Sintió que su corazón se aliviaba.
No habría más garras, luchas ni gritos. Dios se había presentado al despuntar el día con una gran compasión, como un leve soplo de aire fresco, y le había dicho: ¡Partamos! Había abierto la puerta, y ahora, ¡qué delicioso sentimiento de reconciliación, qué felicidad! «Es demasiado para mí -dijo-; alzaré la cabeza y cantaré el salmo de la liberación: Tú, mi amparo y mi refugio, Señor…» Su corazón no era suficientemente grande para contener su alegría desbordante. Avanzaba en la luz delicada de la aurora, en medio de las gracias de Dios -los olivos, las viñas, los trigales-; el salmo de la alegría surgía desde el fondo de sí mismo y quería ascender hasta el cielo. Alzó la cabeza y abrió la boca, pero de pronto sintió que se le cortaba el aliento: acababa de oír netamente dos pies descalzos que corrían tras él. Las pisadas se acercaban y el joven aminoró la marcha y aguzó el oído. Los dos pies descalzos aminoraron también la marcha. Le flaqueaban las rodillas y se detuvo; las pisadas se detuvieron.
– Sé quién es -murmuró y comenzó a temblar-. Sé…
Pero se dio ánimos a sí mismo y se volvió bruscamente para tener tiempo de verla antes de que desapareciera… ¡Nadie!
Del lado del sol el cielo había cobrado un tinte violáceo; no hacía ni un soplo de viento, las espigas estaban maduras e inclinaban la cabeza a la espera de la hoz. No había nadie, ni un hombre ni un animal. Veíase toda la llanura y a sus espaldas, allá a lo lejos, en Nazaret, el humo comenzaba a subir de una o dos casas; las mujeres se despertaban.
Se tranquilizó un tanto: «No he de perder tiempo -pensó-. Debo echar a correr a toda prisa para bordear aquella colina y escapar a su vista…» Y se echó a correr.
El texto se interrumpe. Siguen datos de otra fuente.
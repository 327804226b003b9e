//! Human progress renderer.
//!
//! On a TTY the renderer overwrites its last block with cursor-up and
//! erase-below; elsewhere it appends one line per event. Styling goes
//! through `console`, which honors `NO_COLOR`. Rendering stops after
//! `pipeline:complete`.

use std::collections::BTreeMap;
use std::sync::{Arc, Mutex};

use console::{Term, style};

use crate::events::{Event, EventBus, StepStatus};

#[derive(Debug, Clone, Default)]
struct StoryLine {
    step: String,
    status: String,
    verdict: Option<String>,
}

struct State {
    term: Term,
    tty: bool,
    phase: Option<String>,
    stories: BTreeMap<String, StoryLine>,
    last_block_lines: usize,
    done: bool,
}

/// Renders pipeline progress for a human watching the terminal.
pub struct ProgressRenderer {
    state: Arc<Mutex<State>>,
}

impl Default for ProgressRenderer {
    fn default() -> Self {
        Self::new()
    }
}

impl ProgressRenderer {
    pub fn new() -> Self {
        let term = Term::stdout();
        let tty = term.is_term();
        Self {
            state: Arc::new(Mutex::new(State {
                term,
                tty,
                phase: None,
                stories: BTreeMap::new(),
                last_block_lines: 0,
                done: false,
            })),
        }
    }

    pub fn attach(self, bus: &EventBus) {
        let state = self.state;
        bus.subscribe(move |event: &Event| {
            if let Ok(mut state) = state.lock() {
                if state.done {
                    return;
                }
                handle(&mut state, event);
            }
        });
    }
}

fn handle(state: &mut State, event: &Event) {
    match event {
        Event::PipelineStart {
            stories,
            concurrency,
            ..
        } => {
            append(
                state,
                format!(
                    "pipeline started: {} stories, concurrency {}",
                    stories.len(),
                    concurrency
                ),
            );
        }
        Event::PhaseStart { phase, .. } => {
            state.phase = Some(phase.clone());
            append(state, format!("phase {} started", style(phase).cyan()));
        }
        Event::PhaseComplete {
            phase, decisions, ..
        } => {
            append(
                state,
                format!(
                    "phase {} complete ({decisions} decisions)",
                    style(phase).cyan()
                ),
            );
        }
        Event::StoryPhase {
            key,
            phase,
            status,
            verdict,
            ..
        } => {
            let line = state.stories.entry(key.clone()).or_default();
            line.step = phase.as_str().to_string();
            line.status = status.as_str().to_string();
            line.verdict = verdict.clone();
            if state.tty {
                redraw(state);
            } else if *status != StepStatus::InProgress {
                let verdict = verdict
                    .as_ref()
                    .map(|v| format!(" [{v}]"))
                    .unwrap_or_default();
                append(
                    state,
                    format!("{key}: {} {}{verdict}", phase.as_str(), status.as_str()),
                );
            }
        }
        Event::StoryDone {
            key,
            result,
            review_cycles,
        } => {
            state.stories.remove(key);
            let mark = if result == "success" {
                style("done").green()
            } else {
                style("failed").red()
            };
            append(
                state,
                format!("{key}: {mark} after {review_cycles} review cycle(s)"),
            );
        }
        Event::StoryEscalation {
            key,
            reason,
            cycles,
            issues,
        } => {
            state.stories.remove(key);
            append(
                state,
                format!(
                    "{key}: {} ({reason}, {cycles} cycles, {} issues)",
                    style("escalated").red().bold(),
                    issues.len()
                ),
            );
        }
        Event::StoryWarn { key, msg } => {
            append(state, format!("{key}: {} {msg}", style("warn").yellow()));
        }
        Event::StoryStall {
            story_key,
            phase,
            elapsed_ms,
            ..
        } => {
            append(
                state,
                format!(
                    "{story_key}: {} in {phase} for {}s",
                    style("stalled").yellow().bold(),
                    elapsed_ms / 1000
                ),
            );
        }
        Event::Paused => append(state, format!("{}", style("paused").yellow())),
        Event::Resumed => append(state, "resumed".to_string()),
        Event::Heartbeat { .. } => {
            if state.tty {
                redraw(state);
            }
        }
        Event::PipelineComplete {
            succeeded,
            failed,
            escalated,
        } => {
            clear_block(state);
            append(
                state,
                format!(
                    "pipeline complete: {} succeeded, {} failed, {} escalated",
                    style(succeeded.len()).green(),
                    style(failed.len()).red(),
                    style(escalated.len()).yellow()
                ),
            );
            state.done = true;
        }
    }
}

fn clear_block(state: &mut State) {
    if state.tty && state.last_block_lines > 0 {
        let _ = state.term.move_cursor_up(state.last_block_lines);
        let _ = state.term.clear_to_end_of_screen();
        state.last_block_lines = 0;
    }
}

fn append(state: &mut State, line: String) {
    clear_block(state);
    let _ = state.term.write_line(&line);
    if state.tty {
        redraw(state);
    }
}

fn redraw(state: &mut State) {
    clear_block(state);
    let mut lines = 0;
    for (key, story) in &state.stories {
        let verdict = story
            .verdict
            .as_ref()
            .map(|v| format!(" [{v}]"))
            .unwrap_or_default();
        let _ = state.term.write_line(&format!(
            "  {} {} {}{verdict}",
            style(key).bold(),
            story.step,
            style(&story.status).dim()
        ));
        lines += 1;
    }
    state.last_block_lines = lines;
}

#[cfg(test)]
mod tests {
    use super::*;
    use crate::events::StepKind;

    // The renderer writes to the process terminal, so tests exercise the
    // state transitions rather than captured bytes.

    fn renderer_state(renderer: &ProgressRenderer) -> Arc<Mutex<State>> {
        renderer.state.clone()
    }

    #[test]
    fn test_rendering_stops_after_pipeline_complete() {
        let bus = EventBus::new();
        let renderer = ProgressRenderer::new();
        let state = renderer_state(&renderer);
        renderer.attach(&bus);

        bus.publish(Event::PipelineComplete {
            succeeded: vec![],
            failed: vec![],
            escalated: vec![],
        });
        assert!(state.lock().unwrap().done);

        // Later events must not disturb the final state.
        bus.publish(Event::StoryWarn {
            key: "5-1".into(),
            msg: "late".into(),
        });
        assert!(state.lock().unwrap().stories.is_empty());
    }

    #[test]
    fn test_story_lines_track_latest_step() {
        let bus = EventBus::new();
        let renderer = ProgressRenderer::new();
        let state = renderer_state(&renderer);
        renderer.attach(&bus);

        bus.publish(Event::StoryPhase {
            key: "5-1".into(),
            phase: StepKind::DevStory,
            status: StepStatus::InProgress,
            verdict: None,
            file: None,
        });
        bus.publish(Event::StoryPhase {
            key: "5-1".into(),
            phase: StepKind::CodeReview,
            status: StepStatus::Complete,
            verdict: Some("SHIP_IT".into()),
            file: None,
        });

        let state = state.lock().unwrap();
        let line = state.stories.get("5-1").unwrap();
        assert_eq!(line.step, "code-review");
        assert_eq!(line.status, "complete");
        assert_eq!(line.verdict.as_deref(), Some("SHIP_IT"));
    }

    #[test]
    fn test_story_done_clears_the_story_line() {
        let bus = EventBus::new();
        let renderer = ProgressRenderer::new();
        let state = renderer_state(&renderer);
        renderer.attach(&bus);

        bus.publish(Event::StoryPhase {
            key: "5-1".into(),
            phase: StepKind::DevStory,
            status: StepStatus::InProgress,
            verdict: None,
            file: None,
        });
        bus.publish(Event::StoryDone {
            key: "5-1".into(),
            result: "success".into(),
            review_cycles: 1,
        });

        assert!(state.lock().unwrap().stories.is_empty());
    }
}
A ambos lados, los trigales se alzaban a la altura de un hombre. Allí, en aquella llanura de Galilea, crecían trigales y viñedos y algunas cepas silvestres se arrastraban aún en los blancos de los collados. Oyóse chirriar a lo lejos una carreta de bueyes. Los asnos se alzaban sobre sus patas, olfateaban el aire, movían la cola y se ponían a rebuznar. Aparecieron las primeras segadoras, entre estallidos de risa y parloteos, con las hoces afiladas y resplandecientes. El sol vio a las mujeres y se lanzó sobre sus brazos, sus nucas y sus piernas.